Needs a test showing we correctly print the error message for code with calls (with fastisel, globalisel, and sdag isel, for plain calls and runtime library calls like memcpy).
| lib/Target/AArch64/AArch64.td | ||
|---|---|---|
| 75–78 | I've been told that there are more projects than just the linux kernel using -ffixed-reg command line options. That being said, I'm happy for this functionality to be added incrementally, for now just focussing on what happens to be needed for the linux kernel. As long as it's clear that at some point in the future this feature may need to be extended. | |
Added test cases to make sure that correct errors are emitted with fastisel, globalisel, and sdag isel for plain calls and runtime library calls like memcpy.

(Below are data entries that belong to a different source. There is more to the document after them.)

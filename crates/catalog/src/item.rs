use chrono::{DateTime, Utc};
use serde::{Deserialize, Serialize};

use canteen_core::{EngineError, EngineResult, ItemId};

/// A sellable menu item.
///
/// `stock` is mutated only by [`crate::CatalogStore`] operations; everything
/// else is plain catalog data editable by menu management.
#[derive(Debug, Clone, PartialEq, Eq, Serialize, Deserialize)]
pub struct MenuItem {
    pub id: ItemId,
    pub name: String,
    /// Price in smallest currency unit (e.g., cents).
    pub price: u64,
    pub stock: u32,
    pub category: String,
    pub image: Option<String>,
    pub created_at: DateTime<Utc>,
    pub updated_at: DateTime<Utc>,
}

/// Input for creating a menu item (the store assigns the id and timestamps).
#[derive(Debug, Clone, PartialEq, Eq, Serialize, Deserialize)]
pub struct MenuItemDraft {
    pub name: String,
    pub price: u64,
    #[serde(default)]
    pub stock: u32,
    pub category: String,
    #[serde(default)]
    pub image: Option<String>,
}

impl MenuItemDraft {
    pub fn validate(&self) -> EngineResult<()> {
        if self.name.trim().is_empty() {
            return Err(EngineError::validation("name cannot be empty"));
        }
        if self.category.trim().is_empty() {
            return Err(EngineError::validation("category cannot be empty"));
        }
        Ok(())
    }
}

/// Partial update for a menu item; `None` fields are left untouched.
///
/// Stock edits through this path go through the same per-item lock as
/// reserve/release, so management and orders never race on the counter.
#[derive(Debug, Clone, Default, PartialEq, Eq, Serialize, Deserialize)]
pub struct MenuItemPatch {
    pub name: Option<String>,
    pub price: Option<u64>,
    pub stock: Option<u32>,
    pub category: Option<String>,
    pub image: Option<String>,
}

/// Category name plus how many items currently carry it.
#[derive(Debug, Clone, PartialEq, Eq, Serialize, Deserialize)]
pub struct CategoryCount {
    pub name: String,
    pub count: usize,
}
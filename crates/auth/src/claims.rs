use chrono::{DateTime, Utc};
use serde::{Deserialize, Serialize};
use thiserror::Error;

use canteen_core::CustomerId;

use crate::Role;

/// Decoded token claims, transport-agnostic.
///
/// This is what the rest of the system sees once a bearer token has been
/// decoded and its signature verified.
#[derive(Debug, Clone, PartialEq, Eq, Serialize, Deserialize)]
pub struct JwtClaims {
    /// Subject: the customer the token was issued to.
    pub sub: CustomerId,

    /// Roles granted to the subject.
    pub roles: Vec<Role>,

    /// Issued-at timestamp.
    pub issued_at: DateTime<Utc>,

    /// Expiration timestamp.
    pub expires_at: DateTime<Utc>,
}

impl JwtClaims {
    pub fn is_admin(&self) -> bool {
        self.roles.iter().any(|r| *r == Role::ADMIN)
    }
}

#[derive(Debug, Error, Clone, PartialEq, Eq)]
pub enum TokenValidationError {
    #[error("token has expired")]
    Expired,

    #[error("token not yet valid (issued_at is in the future)")]
    NotYetValid,

    #[error("invalid token time window (expires_at <= issued_at)")]
    InvalidTimeWindow,
}

/// Deterministically validate the claim time window.
///
/// Signature verification happens in [`crate::jwt`]; this checks only the
/// claims, so it can be tested without key material.
pub fn validate_claims(claims: &JwtClaims, now: DateTime<Utc>) -> Result<(), TokenValidationError> {
    if claims.expires_at <= claims.issued_at {
        return Err(TokenValidationError::InvalidTimeWindow);
    }
    if now < claims.issued_at {
        return Err(TokenValidationError::NotYetValid);
    }
    if now >= claims.expires_at {
        return Err(TokenValidationError::Expired);
    }
    Ok(())
}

| lib/Target/AArch64/AArch64.td | ||
|---|---|---|
| 75–78 | Ack | |
| lib/Target/AArch64/AArch64.td | ||
|---|---|---|
| 75–78 | We'd like to use this option as well for Fuchsia but we need the ability to reserve other registers beside x1-7 so as is this change is insufficient for us. | |
| lib/Target/AArch64/AArch64.td | ||
|---|---|---|
| 75–78 | If you have a need, feel free to post a followup patch. Each register needs to be evaluated separately to make sure reserving it actually works. | |
Sorry, I had added you as author via:
$ git commit --amend --author="Tri Vo <trong@google.com>"
before
$ git svn dcommit
but it seems git-svn changed the authorship back to me. It seems it's a common convention to add:
Patch By: <author>
to the commit message to work around this limitation when committing on others behalf. I'm trying to see now if I can revert, then re-land with this note in the commit.
Since you're already making this change, can we support reserving all 32 registers?